There’s not a right or wrong to this. I’m just giving my perspective.
Ninetales error only occurred in theme decks which tells me it was a production error in the PCD sheet. Most likely a group of ninetales were being produced and one on the sheet was missing its damage counter. Meaning about 1 out of every 30 shadowless deck were produced until the error was corrected pushing the number far lower. It’s a fun piece for me to say something about the card.
On the other hand minor printing changes like ink got spilled here causes a red dot, there’s a card that’s sheet wasn’t put on the tray correctly causing the off center cut, minor color variants, just don’t do it for me.
Theme decks, at least under WOTC, were manufactured on their own sheets. (2) sixty card decks and a blank filler card run in an 11 x 11 sheet. It made it easy for cutting and correlation. Typically smaller runs, often run first, or second after starter decks. Production would be geared to optimize one type of product at a time. So the Ninetails error was just in the early run(s) of theme decks.
Following up on my earlier post, below are some comparisons using images taken by the same scanner. No editing.
In person the really vivid ones jump out. I ordered them as follows: yellow border, orange border, high saturation.
Differences in stamps, errors and so on are cool but eye appeal is a huge factor in other markets and I’m glad there’s such variance with the Shadowless/1st Edition set in particular. As I said before, it adds to the chase. I’ve noticed variation in other sets too but they usually aren’t as extreme and my theory is they got it all dialed in with later sets.

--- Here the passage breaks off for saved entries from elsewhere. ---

mod error;

pub use error::{Error, Result};

use std::{
	collections::{BTreeMap, HashMap, HashSet},
	future::Future,
	net::SocketAddr,
	sync::{
		Arc,
		atomic::{AtomicUsize, Ordering},
	},
};

use axum::{
	Json, Router,
	extract::{Path, Query, State},
	http::StatusCode,
	response::{IntoResponse, Response},
	routing::get,
};
use serde_json::{Value, json};
use time::{OffsetDateTime, format_description::well_known::Rfc3339};
use tokio::task::JoinHandle;

use mprest_client::ObjectStore;

/// In-process mock of the query endpoint.
///
/// Serves seeded documents per collection with `_limit`/`_skip` pagination,
/// `_fields` projection, and a handful of filter parameters; unknown filter
/// parameters draw a 400 with a validation-entry `detail` list, unknown
/// collections a 404, mirroring the real service's envelope. Every physical
/// request increments a hit counter so tests can assert round counts.
pub struct TestServer {
	addr: SocketAddr,
	hits: Arc<AtomicUsize>,
	handle: JoinHandle<()>,
}

#[derive(Clone)]
struct ServerState(Arc<ServerInner>);

struct ServerInner {
	collections: HashMap<String, Vec<Value>>,
	hits: Arc<AtomicUsize>,
}

impl TestServer {
	pub async fn spawn(collections: HashMap<String, Vec<Value>>) -> Result<Self> {
		let hits = Arc::new(AtomicUsize::new(0));
		let state = ServerState(Arc::new(ServerInner { collections, hits: Arc::clone(&hits) }));
		let app = Router::new().route("/{*path}", get(query_docs)).with_state(state);
		let listener = tokio::net::TcpListener::bind("127.0.0.1:0").await?;
		let addr = listener.local_addr()?;
		let handle = tokio::spawn(async move {
			if let Err(err) = axum::serve(listener, app).await {
				eprintln!("Test server stopped: {err}.");
			}
		});

		Ok(Self { addr, hits, handle })
	}

	/// Spawn with one collection of seeded documents.
	pub async fn spawn_single(collection: &str, docs: Vec<Value>) -> Result<Self> {
		Self::spawn(HashMap::from([(collection.to_string(), docs)])).await
	}

	pub fn endpoint(&self) -> String {
		format!("http://{}/", self.addr)
	}

	/// Physical requests served so far.
	pub fn hits(&self) -> usize {
		self.hits.load(Ordering::SeqCst)
	}

	pub fn reset_hits(&self) {
		self.hits.store(0, Ordering::SeqCst);
	}
}
impl Drop for TestServer {
	fn drop(&mut self) {
		self.handle.abort();
	}
}

async fn query_docs(
	State(state): State<ServerState>,
	Path(path): Path<String>,
	Query(params): Query<HashMap<String, String>>,
) -> Response {
	state.0.hits.fetch_add(1, Ordering::SeqCst);

	let mut segments = path.trim_matches('/').split('/');
	let collection = segments.next().unwrap_or_default();
	let id = segments.next().filter(|segment| !segment.is_empty());
	let Some(docs) = state.0.collections.get(collection) else {
		return (StatusCode::NOT_FOUND, Json(json!({ "detail": "not found" }))).into_response();
	};
	let mut filtered: Vec<&Value> = docs.iter().collect();

	if let Some(id) = id {
		filtered.retain(|doc| doc.get("material_id").and_then(Value::as_str) == Some(id));
	}

	for (key, value) in &params {
		match key.as_str() {
			"_limit" | "_skip" | "_fields" | "_all_fields" | "_sort_fields" => {},
			"material_ids" => {
				let wanted: HashSet<&str> = value.split(',').collect();

				filtered.retain(|doc| {
					doc.get("material_id")
						.and_then(Value::as_str)
						.map(|id| wanted.contains(id))
						.unwrap_or(false)
				});
			},
			"formula" => {
				filtered.retain(|doc| {
					doc.get("formula_pretty").and_then(Value::as_str) == Some(value.as_str())
				});
			},
			"is_stable" => {
				let wanted = value == "true";

				filtered
					.retain(|doc| doc.get("is_stable").and_then(Value::as_bool) == Some(wanted));
			},
			"band_gap_min" => {
				let Ok(min) = value.parse::<f64>() else {
					return invalid_parameter(key, "value is not a valid float");
				};

				filtered.retain(|doc| {
					doc.get("band_gap").and_then(Value::as_f64).map(|gap| gap >= min).unwrap_or(false)
				});
			},
			"band_gap_max" => {
				let Ok(max) = value.parse::<f64>() else {
					return invalid_parameter(key, "value is not a valid float");
				};

				filtered.retain(|doc| {
					doc.get("band_gap").and_then(Value::as_f64).map(|gap| gap <= max).unwrap_or(false)
				});
			},
			_ => return invalid_parameter(key, "unsupported query parameter"),
		}
	}

	let total_doc = filtered.len();
	let skip = params.get("_skip").and_then(|raw| raw.parse::<usize>().ok()).unwrap_or(0);
	let limit = params.get("_limit").and_then(|raw| raw.parse::<usize>().ok()).unwrap_or(10);
	let fields: Option<Vec<&str>> =
		params.get("_fields").map(|joined| joined.split(',').collect());
	let page: Vec<Value> = filtered
		.into_iter()
		.skip(skip)
		.take(limit)
		.map(|doc| project(doc, fields.as_deref()))
		.collect();
	let time_stamp = OffsetDateTime::now_utc()
		.format(&Rfc3339)
		.unwrap_or_else(|_| "1970-01-01T00:00:00Z".to_string());

	Json(json!({
		"data": page,
		"meta": { "total_doc": total_doc, "time_stamp": time_stamp },
	}))
	.into_response()
}

fn invalid_parameter(key: &str, msg: &str) -> Response {
	(
		StatusCode::BAD_REQUEST,
		Json(json!({ "detail": [{ "loc": ["query", key], "msg": msg }] })),
	)
		.into_response()
}

fn project(doc: &Value, fields: Option<&[&str]>) -> Value {
	let Some(fields) = fields else {
		return doc.clone();
	};
	let Some(map) = doc.as_object() else {
		return doc.clone();
	};
	let projected: serde_json::Map<String, Value> = map
		.iter()
		.filter(|(key, _)| fields.contains(&key.as_str()))
		.map(|(key, value)| (key.clone(), value.clone()))
		.collect();

	Value::Object(projected)
}

/// Seeded summary-like documents `mp-1 .. mp-n`.
pub fn summary_docs(count: usize) -> Vec<Value> {
	(1..=count)
		.map(|n| {
			json!({
				"material_id": format!("mp-{n}"),
				"formula_pretty": if n % 2 == 0 { "SiO2" } else { "Fe2O3" },
				"nsites": n,
				"band_gap": n as f64 / 10.0,
				"is_stable": n % 3 == 0,
				"deprecated": false,
			})
		})
		.collect()
}

/// Config pointed at a test server, with progress muted and modest
/// parallelism.
pub fn test_config(endpoint: &str) -> mprest_config::Config {
	let mut cfg = mprest_config::Config::default();

	cfg.api.endpoint = endpoint.to_string();
	cfg.api.api_key = Some("test-key".to_string());
	cfg.api.timeout_ms = 5_000;
	cfg.query.num_parallel_requests = 4;
	cfg.query.mute_progress = true;

	cfg
}

/// In-memory [`ObjectStore`] over a key to text-payload map.
///
/// `count` estimates one document per non-empty payload line, which matches
/// line-delimited fixtures exactly and single-document payloads trivially.
#[derive(Debug, Clone, Default)]
pub struct MemoryStore {
	objects: BTreeMap<String, String>,
}

impl MemoryStore {
	pub fn new() -> Self {
		Self::default()
	}

	pub fn insert(&mut self, key: impl Into<String>, payload: impl Into<String>) {
		self.objects.insert(key.into(), payload.into());
	}
}

impl ObjectStore for MemoryStore {
	fn count(&self, prefix: &str) -> impl Future<Output = mprest_client::Result<u64>> + Send {
		let total: u64 = self
			.objects
			.iter()
			.filter(|(key, _)| key.starts_with(prefix))
			.map(|(_, payload)| payload.lines().filter(|line| !line.trim().is_empty()).count() as u64)
			.sum();

		async move { Ok(total) }
	}

	fn list(&self, prefix: &str) -> impl Future<Output = mprest_client::Result<Vec<String>>> + Send {
		let keys: Vec<String> =
			self.objects.keys().filter(|key| key.starts_with(prefix)).cloned().collect();

		async move { Ok(keys) }
	}

	fn fetch(&self, key: &str) -> impl Future<Output = mprest_client::Result<String>> + Send {
		let payload = self.objects.get(key).cloned().ok_or_else(|| {
			mprest_client::Error::InvalidResponse { message: format!("No object at key {key:?}.") }
		});

		async move { payload }
	}
}
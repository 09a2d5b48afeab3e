mod criteria;
mod dispatch;
mod error;
mod executor;
mod paginate;
mod partition;
mod rebalance;
pub mod routes;
mod store;

pub use criteria::{Criteria, FilterValue};
pub use dispatch::{Dispatcher, Meta, Page};
pub use error::{Error, Result};
pub use executor::{BarProgress, Completed, DocCount, NoProgress, ParallelExecutor, Progress};
pub use paginate::{Paginator, QueryOptions, QueryResult};
pub use routes::{ParamKind, ParamSpec, RouteSpec, encode_request};
pub use store::{NoStore, ObjectStore, bulk_fetch};

use std::{sync::Arc, time::Duration};

use reqwest::Url;
use serde_json::Value;

use mprest_domain::{Document, ProjectedDoc, materialize, validate_ids};

/// Engine settings consumed by the query core, resolved once from config.
#[derive(Debug, Clone)]
pub struct QuerySettings {
	pub num_parallel_requests: usize,
	pub max_url_length: usize,
	pub default_chunk_size: u64,
	pub no_parallel: Vec<String>,
	pub mute_progress: bool,
}

impl QuerySettings {
	pub fn from_config(cfg: &mprest_config::Config) -> Self {
		Self {
			num_parallel_requests: cfg.query.num_parallel_requests,
			max_url_length: cfg.query.max_url_length,
			default_chunk_size: cfg.query.chunk_size,
			no_parallel: cfg.query.no_parallel.clone(),
			mute_progress: cfg.query.mute_progress,
		}
	}
}

/// Client for one API endpoint.
///
/// Construction binds a [`RouteSpec`]; queries then run through the
/// paginated/parallel engine, or through the bulk object store when one is
/// attached and the query has no filters.
pub struct Rester<S = NoStore> {
	dispatcher: Dispatcher,
	endpoint: Url,
	route: RouteSpec,
	settings: Arc<QuerySettings>,
	store: Arc<S>,
	database_version: Option<String>,
}

impl Rester<NoStore> {
	pub fn new(cfg: &mprest_config::Config, route: RouteSpec) -> Result<Self> {
		let settings = QuerySettings::from_config(cfg);
		let timeout = Duration::from_millis(cfg.api.timeout_ms);
		let dispatcher = Dispatcher::new(cfg.api.api_key.as_deref(), timeout)?;
		let endpoint = join_endpoint(&cfg.api.endpoint, route.suffix)?;

		Ok(Self {
			dispatcher,
			endpoint,
			route,
			settings: Arc::new(settings),
			store: Arc::new(NoStore),
			database_version: cfg.store.as_ref().map(|store| store.database_version.clone()),
		})
	}
}

impl<S> Rester<S>
where
	S: ObjectStore,
{
	/// Attach a bulk object store for unfiltered collection downloads.
	pub fn with_store<S2>(self, store: S2, database_version: impl Into<String>) -> Rester<S2>
	where
		S2: ObjectStore,
	{
		Rester {
			dispatcher: self.dispatcher,
			endpoint: self.endpoint,
			route: self.route,
			settings: self.settings,
			store: Arc::new(store),
			database_version: Some(database_version.into()),
		}
	}

	pub fn endpoint(&self) -> &Url {
		&self.endpoint
	}

	pub fn route(&self) -> &RouteSpec {
		&self.route
	}

	/// Run one logical query and return the merged raw pages.
	pub async fn query(
		&self,
		criteria: Criteria,
		fields: Option<&[&str]>,
		options: &QueryOptions,
	) -> Result<QueryResult> {
		self.query_suburl(None, criteria, fields, options).await
	}

	/// Typed search: translate logical arguments through the route's
	/// parameter records, query, then bind the results to `T`.
	pub async fn search<T>(
		&self,
		args: &[(&str, FilterValue)],
		fields: Option<&[&str]>,
		options: &QueryOptions,
	) -> Result<Vec<ProjectedDoc<T>>>
	where
		T: Document,
	{
		let criteria = routes::encode_request(&self.route, args)?;
		let id_field = format!("{}s", self.route.primary_key);

		if let Some(joined) = criteria.get(&id_field) {
			let ids: Vec<String> = joined.split(',').map(str::to_string).collect();

			validate_ids(&ids)?;
		}

		let result = self.query(criteria, fields, options).await?;

		Ok(materialize::<T>(&result.data)?)
	}

	/// Fetch a single document by its primary key.
	pub async fn get_data_by_id<T>(
		&self,
		document_id: &str,
		fields: Option<&[&str]>,
	) -> Result<ProjectedDoc<T>>
	where
		T: Document,
	{
		if matches!(self.route.primary_key, "material_id" | "task_id") {
			validate_ids(&[document_id.to_string()])?;
		}

		let options = QueryOptions {
			chunk_size: Some(1),
			num_chunks: Some(1),
			all_fields: fields.is_none(),
			timeout: None,
		};
		let result =
			self.query_suburl(Some(document_id), Criteria::new(), fields, &options).await?;
		let mut docs = materialize::<T>(&result.data)?;

		match docs.len() {
			0 => Err(Error::InvalidResponse {
				message: format!("No result for record {document_id}."),
			}),
			1 => Ok(docs.remove(0)),
			_ => Err(Error::InvalidResponse {
				message: format!(
					"Multiple results for record {document_id}. This should not happen; please report it."
				),
			}),
		}
	}

	/// Total documents matching the criteria, from a single one-document page.
	pub async fn count(&self, criteria: Criteria) -> Result<u64> {
		let options = QueryOptions {
			chunk_size: Some(1),
			num_chunks: Some(1),
			all_fields: false,
			timeout: None,
		};
		let result = self.query(criteria, None, &options).await?;

		Ok(result.meta.total_doc.unwrap_or(0))
	}

	/// POST a body to the endpoint, for match-finding operations.
	pub async fn post_resource(&self, body: &Value, suburl: Option<&str>) -> Result<Page> {
		let url = self.resolve_url(suburl)?;

		self.dispatcher.post_resource(url, body, None).await
	}

	async fn query_suburl(
		&self,
		suburl: Option<&str>,
		mut criteria: Criteria,
		fields: Option<&[&str]>,
		options: &QueryOptions,
	) -> Result<QueryResult> {
		criteria.set_projection(fields, options.all_fields);

		// A filterless, uncapped query is a whole-collection download; take
		// the bulk path when a store is bound.
		if suburl.is_none()
			&& !criteria.has_filter_fields()
			&& options.num_chunks.is_none()
			&& self.store.available()
		{
			let Some(version) = self.database_version.as_deref() else {
				return Err(Error::Config {
					message: "store.database_version must be configured for bulk retrieval."
						.to_string(),
				});
			};

			return store::bulk_fetch(
				&self.store,
				self.route.suffix,
				version,
				fields,
				&self.settings,
				self.route.name,
			)
			.await;
		}

		let url = self.resolve_url(suburl)?;
		let dispatcher = match options.timeout {
			Some(timeout) => self.dispatcher.with_timeout(timeout),
			None => self.dispatcher.clone(),
		};
		let paginator = Paginator { dispatcher: &dispatcher, settings: self.settings.as_ref() };
		let chunk_size = options.chunk_size.unwrap_or(self.settings.default_chunk_size);

		paginator.paginate(&url, criteria, chunk_size, options.num_chunks, self.route.name).await
	}

	fn resolve_url(&self, suburl: Option<&str>) -> Result<Url> {
		match suburl {
			Some(suburl) => {
				self.endpoint.join(&format!("{suburl}/")).map_err(|err| Error::Config {
					message: format!("Invalid sub-URL {suburl:?}: {err}."),
				})
			},
			None => Ok(self.endpoint.clone()),
		}
	}
}

fn join_endpoint(base: &str, suffix: &str) -> Result<Url> {
	let mut base = base.to_string();

	if !base.ends_with('/') {
		base.push('/');
	}

	let url = Url::parse(&base)
		.map_err(|err| Error::Config { message: format!("Invalid endpoint URL {base:?}: {err}.") })?;

	url.join(&format!("{suffix}/"))
		.map_err(|err| Error::Config { message: format!("Invalid route suffix {suffix:?}: {err}.") })
}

Here’s a mash up of three yellows, three oranges, and three high saturation Charizards for further illustration.
This is cool. What is considered “best” eye appeal? Personally, I think the more saturated ones look better, but the yellow/orange boarder does not make much of a difference for me. Higher saturation is also something I generally associate with 1st edition/shadowless base. The paler cards above almost look like unlimited versions at a quick glance.
Sure would be interesting if one variant comes from long crimp guaranteed shadowless packs, and one variant comes from short crimp shadowless chance packs.